A security man at Oyingbo market, who provided information, revealed that though, there are toilet facilities within the market areas, “immediately we close for the day’s businesses, miscreants whose place of rest is the market do come and they are the ones messing up the drainage. Even, open places are not excluded.”
But aside from market places, many neighbourhoods in Amukoko, Badia, Ajegunle and so on, lack modern toilet facilities, relying solely on pit toilets.
“For instance, here at Baale Street (Badia), what we are doing is to ensure that we dig a deep pit, covered with planks where people can ease themselves without any fear of epidemic,” said Chief Kareem Alade, a community leader, who volunteered information on how the residents are coping, toilet-wise.
The above scenario is not different from other communities who are still making use of pit latrine for their conveniences.
But the case is different with residents of places like Makoko, Ilaje and other neighbourhoods whose houses are on top of the lagoon. To this set of people, the lagoon has provided a veritable opportunity.
“What we do here is to construct a room-like structure covered with either planks or corrugated iron sheets, create a hole in the middle where people will squat and do their things. We have no problem at all,” said Adaka Sumuri, a fisherman resident of Makoko.
But where the situation would appear daunting for the authority is the number of homeless ones in the metropolis with hundreds of them taking refuse in the garages, bus stops, uncompleted buildings, among others. This set of people includes miscreants, beggars, destitute, among others.
However, investigation revealed that Lagos State government is not oblivious of the deplorable condition of toilet facilities in many parts of the state, especially, public places, hence the launch of a Master Plan that would address the situation.
Lagos State Ministry of Environment recently said that it had concluded work on a master plan for the provision of public toilets in parts of Lagos.
The Commissioner for Environment, Dr Babatunde Adejare, in a recent interaction with the media said the master plan was already receiving government’s attention.
According to Adejare, there is need to provide public toilets all over Lagos and not just within the parks and gardens alone.
He stated that the document contains locations for toilets facilities within and around the metropolis.
“The ministry will also encourage market traders and shop owners to provide mobile toilets for use by themselves and their customers,” he said.
The commissioner stated that his recent tour around the state revealed that many houses, especially in Lagos Central, piped their sewage direct into the drainage system.

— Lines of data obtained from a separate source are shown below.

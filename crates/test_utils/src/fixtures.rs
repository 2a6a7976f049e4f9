//! Pre-built Test Fixtures
//!
//! Ready-to-use test data for the lending tests. The amounts and dates are
//! the reference scenario (45,000 at 12% over 12 months) so expected figures
//! can be written down once.

use chrono::{DateTime, NaiveDate, TimeZone, Utc};
use core_kernel::{Currency, PartyId, Rate};
use domain_lending::{Actor, BankDetails, ContactDetails};
use fake::faker::internet::en::SafeEmail;
use fake::faker::name::en::Name;
use fake::Fake;
use rust_decimal::Decimal;
use rust_decimal_macros::dec;

/// Fixture for loan amounts and terms
pub struct AmountFixtures;

impl AmountFixtures {
    pub fn currency() -> Currency {
        Currency::INR
    }

    /// Reference principal
    pub fn principal() -> Decimal {
        dec!(45000)
    }

    pub fn annual_rate_percent() -> Decimal {
        dec!(12)
    }

    pub fn annual_rate() -> Rate {
        Rate::annual_percent(Self::annual_rate_percent())
    }

    pub fn tenure_months() -> u32 {
        12
    }

    /// Monthly installment for the reference terms
    pub fn emi() -> Decimal {
        dec!(3998.20)
    }

    /// Sum of every scheduled payment for the reference terms
    pub fn total_payable() -> Decimal {
        dec!(47978.36)
    }
}

/// Fixture for dates and timestamps
pub struct TemporalFixtures;

impl TemporalFixtures {
    pub fn submitted_at() -> DateTime<Utc> {
        Utc.with_ymd_and_hms(2024, 1, 2, 9, 30, 0).unwrap()
    }

    pub fn disbursed_on() -> NaiveDate {
        NaiveDate::from_ymd_opt(2024, 1, 15).unwrap()
    }

    /// One month after disbursal
    pub fn first_payment_date() -> NaiveDate {
        NaiveDate::from_ymd_opt(2024, 2, 15).unwrap()
    }

    /// Inspection slot two days after submission
    pub fn inspection_at() -> DateTime<Utc> {
        Utc.with_ymd_and_hms(2024, 1, 4, 11, 0, 0).unwrap()
    }
}

/// Fixture for string identifiers
pub struct StringFixtures;

impl StringFixtures {
    pub fn district() -> &'static str {
        "Ernakulam"
    }

    pub fn other_district() -> &'static str {
        "Thrissur"
    }

    pub fn asset_descriptor() -> &'static str {
        "22k gold chain, 18g"
    }

    pub fn external_reference() -> &'static str {
        "GW-TXN-0001"
    }
}

/// Fixture for parties and their contact details
pub struct PartyFixtures;

impl PartyFixtures {
    pub fn customer() -> Actor {
        Actor::customer(PartyId::new())
    }

    pub fn agent() -> Actor {
        Actor::agent(PartyId::new())
    }

    /// Administrator scoped to the fixture district
    pub fn admin() -> Actor {
        Actor::admin(PartyId::new(), vec![StringFixtures::district().to_string()])
    }

    pub fn contact() -> ContactDetails {
        ContactDetails {
            name: Some("Anjali Menon".to_string()),
            email: Some("anjali@example.com".to_string()),
            phone: Some("+919800000001".to_string()),
        }
    }

    /// A distinct customer identity per call, for tests that submit many requests
    pub fn random_contact() -> ContactDetails {
        ContactDetails {
            name: Some(Name().fake()),
            email: Some(SafeEmail().fake()),
            phone: Some(format!("+9198{:08}", (0u32..100_000_000).fake::<u32>())),
        }
    }

    pub fn bank_details() -> BankDetails {
        BankDetails {
            account_holder: "Anjali Menon".to_string(),
            account_number: "001234567890".to_string(),
            ifsc: "SBIN0001234".to_string(),
        }
    }
}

“My findings revealed that some houses, particularly in Lagos Mainland and Lagos Island, have toilets, but no septic tanks, thereby forcing the ministry to demolish some illegal houses where sewage was piped into the drainage,” he revealed, adding that for the structures that were officially approved, they have given them a time frame within which to provide septic tanks.
Besides, the commissioner vowed that it is no more business as usual in the state, warning home owners to comply with environmental laws.

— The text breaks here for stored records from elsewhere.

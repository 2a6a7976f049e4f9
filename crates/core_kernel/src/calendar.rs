//! Calendar arithmetic for repayment schedules
//!
//! Monthly due dates are always offsets from an anchor date, never chained
//! from the previous due date, so that a schedule anchored on the 31st keeps
//! returning to the 31st whenever the month allows it.

use chrono::{DateTime, Days, Months, NaiveDate, Utc};
use thiserror::Error;

/// Errors raised by calendar arithmetic
#[derive(Debug, Error, PartialEq, Eq)]
pub enum CalendarError {
    #[error("Date out of range: {0} + {1} months")]
    OutOfRange(NaiveDate, u32),
}

/// Adds whole months to a date, clamping to the last day of the target month
///
/// Jan 31 + 1 month is Feb 28 (or Feb 29 in a leap year), never Mar 3.
pub fn add_months_clamped(date: NaiveDate, months: u32) -> Result<NaiveDate, CalendarError> {
    date.checked_add_months(Months::new(months))
        .ok_or(CalendarError::OutOfRange(date, months))
}

/// Due date of the `sequence`-th installment (1-based) for a schedule whose
/// first payment falls on `first_payment_date`
pub fn installment_due_date(
    first_payment_date: NaiveDate,
    sequence: u32,
) -> Result<NaiveDate, CalendarError> {
    add_months_clamped(first_payment_date, sequence.saturating_sub(1))
}

/// The latest due date that is past its grace period at `now`
///
/// An installment is overdue when `due_date < cutoff`.
pub fn grace_cutoff(now: DateTime<Utc>, grace_period_days: u32) -> NaiveDate {
    let today = now.date_naive();
    today
        .checked_sub_days(Days::new(u64::from(grace_period_days)))
        .unwrap_or(today)
}
//! Lending domain errors
//!
//! Each failure the caller must render differently has its own variant:
//! workflow policy violations, missing action input, amount mismatches,
//! rejected gateway callbacks and retryable storage contention are never
//! folded into one generic error.

use rust_decimal::Decimal;
use thiserror::Error;

use core_kernel::{CalendarError, MoneyError, PortError};

use crate::request::{RequestStatus, Role};
use crate::workflow::Guard;

/// Errors that can occur in the lending domain
#[derive(Debug, Error)]
pub enum LendingError {
    /// Malformed or out-of-range input
    #[error("Validation error: {0}")]
    Validation(String),

    /// The action is not in the role's vocabulary for the current status
    #[error("Action '{action}' is not available to {role} while the request is {status}")]
    UnknownAction {
        action: String,
        role: Role,
        status: RequestStatus,
    },

    /// A workflow guard rejected the actor
    #[error("Forbidden: {guard}")]
    Forbidden { guard: Guard },

    /// The action needs input that was not supplied
    #[error("Missing input for '{action}': {field}")]
    MissingInput { action: String, field: String },

    /// Claimed amount disagrees with the amount computed from the schedule
    #[error("Amount mismatch: expected {expected}, claimed {claimed}")]
    AmountMismatch { expected: Decimal, claimed: Decimal },

    /// Gateway callback failed signature verification
    #[error("Gateway signature invalid: {0}")]
    SignatureInvalid(String),

    /// No pending or overdue installment is left to apply a payment to
    #[error("Nothing to apply: loan {0} has no pending or overdue installments")]
    NothingToApply(String),

    /// Storage-level contention; safe to retry
    #[error("Transaction conflict: {0}")]
    TransactionConflict(String),

    /// Entity not found
    #[error("Not found: {0}")]
    NotFound(String),

    /// A notification template was given variables without a required field
    #[error("Template '{template}' requires field '{field}'")]
    MissingTemplateField { template: String, field: String },

    /// The computed schedule failed its own consistency check
    #[error("Schedule invariant violated: {0}")]
    ScheduleInvariant(String),

    /// Any other storage failure
    #[error("Storage error: {0}")]
    Storage(PortError),
}

impl LendingError {
    /// Creates a validation error
    pub fn validation(message: impl Into<String>) -> Self {
        LendingError::Validation(message.into())
    }

    /// Creates a missing-input error for an action
    pub fn missing_input(action: impl Into<String>, field: impl Into<String>) -> Self {
        LendingError::MissingInput {
            action: action.into(),
            field: field.into(),
        }
    }

    /// Returns true if the operation may succeed when retried unchanged
    pub fn is_retryable(&self) -> bool {
        matches!(self, LendingError::TransactionConflict(_))
    }

    /// Returns true for workflow policy violations
    pub fn is_policy_violation(&self) -> bool {
        matches!(self, LendingError::UnknownAction { .. } | LendingError::Forbidden { .. })
    }
}

impl From<PortError> for LendingError {
    fn from(error: PortError) -> Self {
        match error {
            PortError::Conflict { message } => LendingError::TransactionConflict(message),
            PortError::NotFound { entity_type, id } => {
                LendingError::NotFound(format!("{} {}", entity_type, id))
            }
            PortError::Validation { message, .. } => LendingError::Validation(message),
            other => LendingError::Storage(other),
        }
    }
}

impl From<MoneyError> for LendingError {
    fn from(error: MoneyError) -> Self {
        LendingError::Validation(error.to_string())
    }
}

impl From<CalendarError> for LendingError {
    fn from(error: CalendarError) -> Self {
        LendingError::Validation(error.to_string())
    }
}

He further explained that an amendment to the law which would include the ministry’s intentions in that regard would soon be presented to the state House of Assembly.
But again these many communities without decent toilet facilities are ready market for the operators of mobile or static toilets waiting to be explored for clean smelling cash.
Statistics on sanitation by UNICEF
No fewer than 120 million people in Nigeria lack access to improved sanitation facilities, 14,000 Nigerian communities have attained open defecation free status within eight years.
Ekiti has the highest number of residents, among Nigerian states, who defecate openly.
Two in three Ekiti residents engage in open defecation.
Of Ekiti’s 2.7 million population, 1.8 million engage in the unhygienic practice representing 60.8% of Nigerians who defecate openly.
In Ogun, over one million residents of the state engage in open defecation.